When I was 5 and crying, my dad said to me, “I saw guys in ‘Nam who had their heads blown off, and they didn’t cry.” I choked back my tears and thought, “How could they cry if they didn’t have a head?”
In retrospect, I understand that he was suffering. His time in Vietnam left him with various maladies from Agent Orange, as well as PTSD. He had congestive heart failure. He was an alcoholic. He was seeing things he couldn’t unsee. Some 23 years later, I became a veteran of Operation Desert Shield/Storm, and we were then linked with the feeling of being spiritually homeless.
My father was also the funniest and kindest man I’ve ever known.
He lived in Charleston, South Carolina and spent his afternoons at the College Corner grocery store. Imad and Abdulla ran the store, and they were my dad’s best friends. My father would talk with all the customers who came through the door, tell jokes, loan money to neighborhood people who were down on their luck, straighten the racks of junk food, and just be Bob. People loved him.
My dad always loved people of different ethnic backgrounds and religions. He’d ask questions that most people wouldn’t. He didn’t ask questions to argue or prove a point. He asked questions to learn. My sister and I were raised by our parents as Episcopalian and sent to summer camps, Sunday school, etc. Imad and Abulla were devout Muslims. When my dad was dying, they tenderly took care of my sister and me by making us meals, visiting with my dad in the hospital, and supporting us every step of the way. They are two of the most beautiful people I have ever known. With the anti-Islamic sentiments in the United States, my heart breaks every time I think of my Imad and Abdulla. They were integral in the happiness of my dad’s crossing, and forever I am grateful to them.

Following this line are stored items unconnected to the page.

use std::{cell::Cell, rc::Rc};

use lupine::{
    BridgeError, HostIter, HostList, HostMap, HostObject, HostTuple, Lua, MultiValue, Runtime, Value, as_itemgetter,
    smallvec,
};
use pretty_assertions::assert_eq;

/// Yields `0..limit`, failing on `fail_at`, and counts how often it was polled.
struct Counter {
    limit: i64,
    fail_at: Option<i64>,
    polls: Rc<Cell<usize>>,
}

impl HostObject for Counter {
    fn type_name(&self) -> &'static str {
        "Counter"
    }

    fn iter(&self, _lua: &Lua) -> Result<HostIter, BridgeError> {
        let (limit, fail_at, polls) = (self.limit, self.fail_at, self.polls.clone());
        let mut next = 0;
        Ok(Box::new(std::iter::from_fn(move || {
            polls.set(polls.get() + 1);
            if next >= limit {
                return None;
            }
            let current = next;
            next += 1;
            if Some(current) == fail_at {
                Some(Err(BridgeError::host(format!("counter failed at {current}"))))
            } else {
                Some(Ok(smallvec![Value::Integer(current)]))
            }
        })))
    }
}

/// Yields fixed tuples, including empty ones and ones starting with nil.
struct Rows(Vec<MultiValue>);

impl HostObject for Rows {
    fn iter(&self, _lua: &Lua) -> Result<HostIter, BridgeError> {
        Ok(Box::new(self.0.clone().into_iter().map(Ok)))
    }
}

fn letters() -> Rc<HostList> {
    Rc::new(HostList::new(["a", "b", "c"].map(Value::from)))
}

#[test]
fn enumerate_pairs_items_with_indices() {
    let runtime = Runtime::new().unwrap();
    runtime.set_global("xs", as_itemgetter(letters())).unwrap();
    let joined = runtime
        .eval(
            "(function() local out = {} for i, x in host.enumerate(xs) do out[#out + 1] = i .. '=' .. x end \
             return table.concat(out, ',') end)()",
        )
        .unwrap();
    assert_eq!(joined, Value::from("0=a,1=b,2=c"));
}

#[test]
fn exhausted_adapters_stay_exhausted() {
    let runtime = Runtime::new().unwrap();
    let polls = Rc::new(Cell::new(0));
    runtime
        .set_global(
            "c",
            Value::host(Counter {
                limit: 3,
                fail_at: None,
                polls: polls.clone(),
            }),
        )
        .unwrap();

    let results = runtime
        .execute(
            "local f, s = host.enumerate(c) \
             local a, b, c2 = f(s), f(s), f(s) \
             return select('#', f(s)), select('#', f(s)), a, c2",
            [],
        )
        .unwrap();
    assert_eq!(
        results.as_slice(),
        &[Value::Integer(0), Value::Integer(0), Value::Integer(0), Value::Integer(2)]
    );
    // three items plus the single poll that found the end
    assert_eq!(polls.get(), 4);
}

#[test]
fn enumerate_accepts_a_start_index() {
    let runtime = Runtime::new().unwrap();
    runtime.set_global("xs", as_itemgetter(letters())).unwrap();
    let results = runtime
        .execute("local out = {} for i, x in host.enumerate(xs, 1) do out[i] = x end return #out, out[3]", [])
        .unwrap();
    assert_eq!(results.as_slice(), &[Value::Integer(3), Value::from("c")]);

    let results = runtime
        .execute("local ok, e = pcall(host.enumerate, xs, 'one') return ok", [])
        .unwrap();
    assert_eq!(results[0], Value::Boolean(false));
}

#[test]
fn iterex_exposes_whole_tuples() {
    let runtime = Runtime::new().unwrap();
    let map = HostMap::new([("x", Value::Integer(1)), ("y", Value::Integer(2))]);
    runtime.set_global("m", Value::host(map)).unwrap();
    let joined = runtime
        .eval(
            "(function() local out = {} for k, v in host.iterex(m) do out[#out + 1] = k .. v end \
             return table.concat(out, ' ') end)()",
        )
        .unwrap();
    assert_eq!(joined, Value::from("x1 y2"));
}

#[test]
fn iter_packs_tuples_into_one_value() {
    let runtime = Runtime::new().unwrap();
    let map = HostMap::new([("x", Value::Integer(1))]);
    runtime.set_global("m", Value::host(map)).unwrap();
    let results = runtime
        .execute("for pair in host.iter(m) do return pair[0], pair[1], tostring(pair) end", [])
        .unwrap();
    assert_eq!(
        results.as_slice(),
        &[Value::from("x"), Value::Integer(1), Value::from("(x, 1)")]
    );

    let pair = runtime.eval("host.iter(m)(select(2, host.iter(m)))").unwrap();
    assert_eq!(
        pair.downcast_host::<HostTuple>().map(HostTuple::values),
        Some([Value::from("x"), Value::Integer(1)].as_slice())
    );
}

#[test]
fn nil_items_do_not_end_the_loop() {
    let runtime = Runtime::new().unwrap();
    let list = HostList::new([Value::Integer(1), Value::Nil, Value::Integer(3)]);
    runtime.set_global("l", Value::host(list)).unwrap();
    let results = runtime
        .execute(
            "local seen, nones = 0, 0 \
             for x in host.iter(l) do seen = seen + 1 if x == host.none then nones = nones + 1 end end \
             return seen, nones",
            [],
        )
        .unwrap();
    assert_eq!(results.as_slice(), &[Value::Integer(3), Value::Integer(1)]);
}

#[test]
fn extended_steps_pad_and_mark_nil() {
    let runtime = Runtime::new().unwrap();
    let rows = Rows(vec![
        smallvec![Value::Nil, Value::Integer(1)],
        smallvec![],
        smallvec![Value::from("last")],
    ]);
    runtime.set_global("rows", Value::host(rows)).unwrap();
    let results = runtime
        .execute(
            "local out = {} \
             for a, b in host.iterex(rows) do \
                 out[#out + 1] = (a == host.none and 'none' or tostring(a)) .. '/' .. tostring(b) \
             end \
             return table.concat(out, ' ')",
            [],
        )
        .unwrap();
    assert_eq!(results[0], Value::from("none/1 none/nil last/nil"));
}

#[test]
fn iterator_errors_propagate_and_do_not_exhaust() {
    let runtime = Runtime::new().unwrap();
    let polls = Rc::new(Cell::new(0));
    runtime
        .set_global(
            "c",
            Value::host(Counter {
                limit: 3,
                fail_at: Some(1),
                polls,
            }),
        )
        .unwrap();

    let results = runtime
        .execute(
            "local f, s = host.iter(c) \
             local first = f(s) \
             local ok, e = pcall(f, s) \
             local third = f(s) \
             return first, ok, e.message, third",
            [],
        )
        .unwrap();
    assert_eq!(
        results.as_slice(),
        &[
            Value::Integer(0),
            Value::Boolean(false),
            Value::from("counter failed at 1"),
            Value::Integer(2),
        ]
    );

    let error = runtime.execute("for _ in host.iter(c) do end", []).unwrap_err();
    assert_eq!(error.to_string(), "counter failed at 1");
}

#[test]
fn iteration_sees_a_snapshot_of_the_list() {
    let runtime = Runtime::new().unwrap();
    let list = letters();
    runtime.set_global("xs", as_itemgetter(list.clone())).unwrap();
    let length = runtime
        .eval("(function() for x in host.iter(xs) do xs[#xs] = x end return #xs end)()")
        .unwrap();
    assert_eq!(length, Value::Integer(6));
    assert_eq!(list.len(), 6);

    let count = runtime
        .eval("(function() local n = 0 for _, x in pairs(xs) do xs[#xs] = x n = n + 1 end return n end)()")
        .unwrap();
    assert_eq!(count, Value::Integer(6));
    assert_eq!(list.len(), 12);
}

#[test]
fn iterator_next_rejects_foreign_state() {
    let runtime = Runtime::new().unwrap();
    runtime.set_global("xs", as_itemgetter(letters())).unwrap();
    let results = runtime
        .execute("local f = host.iter(xs) local ok, e = pcall(f, {}) return ok, e.message", [])
        .unwrap();
    assert_eq!(
        results.as_slice(),
        &[Value::Boolean(false), Value::from("bad argument #1 (iterator expected)")]
    );
}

Growing up in Wisconsin, my parent’s closest friends were from India and were Hindu. My sister and I have the best memories of attending the Indian holiday parties in Milwaukee. My dad always had to dress up as Santa, as the kids wanted a blue-eyed Santa Claus. I loved the lime pickle relish, cardamom cookies and fresh Roti bread. Eating with our hands was so much fun and being teased by the other kids for eating with my left hand is something that still makes me laugh.
My mom worked with adults and children with intellectual disabilities. She was an advocate for mainstreaming children into classrooms and received an award from the governor of Wisconsin for her volunteer work. She loved disabled adults and wanted a better life for them. Every holiday in the 1980s, my mom would bring her clients home from work. Their families had forgotten about them or, quite frankly, didn’t want to be bothered by them. The “guys” (as we called them) stayed overnight, shared meals with us and became our rag tag family. My fondest memories of childhood involve the men and women my mother brought home from work.
Making friends and strangers feel comfortable and important is a core value both my parents instilled into both my sister and me. I think a better term might be hospitable. When you are cordial with someone and generous with your time and sincerely want to know people without having to impose your beliefs on them: that is called hospitality.
For the last five years of my dad’s life, he was sober. We were able to have the relationship that I always wanted. My dad wanted desperately to be reunited with his platoon from Vietnam. The day after my dad died in 2012, I found the members. In May of 2013, the members came together in Dubuque, Iowa to reunite in my dad’s memory. They came together for me and themselves. I know my dad was there, too.
Sometimes you have to be hospitable with yourself to heal from the past. I have learned that it’s not what happens in life that counts—it’s how you to choose to react to what happened that matters.
When you react with love, compassion, and a genuine want to know who others are and how they feel, then your life has meaning. Always give others a warm reception. When you make others feel valued, you’ll be more valued yourself.
I saw a sign at gas station that read, “Hospitality: making your guests feel like they’re at home, even if you wish they were.” I guess that sometimes holds true as well. It’s hard to be understanding to people who have opposite political or moral beliefs as your own. When I was in Saudi Arabia, I had the revelation that my exposed arms in my uniform was just as offensive to them as women not being able to drive was to me. I took that moment to respect their beliefs and unroll my sleeves. I was a guest in their country.
When you become the person you don’t understand, enlightenment can happen.
Moriah Rhame was raised in Wisconsin and is a combat veteran of Operation Desert Storm. She is happily married and has four children. She wrote the book “How to be a Happy Medium,” and appeared on A&E’s “Paranormal Cops,” which also airs on the Biography channel as well as a guest appearance on “Hoarders Buried Alive” on TLC. She teaches workshops, motivational classes, performs at casinos and public venues.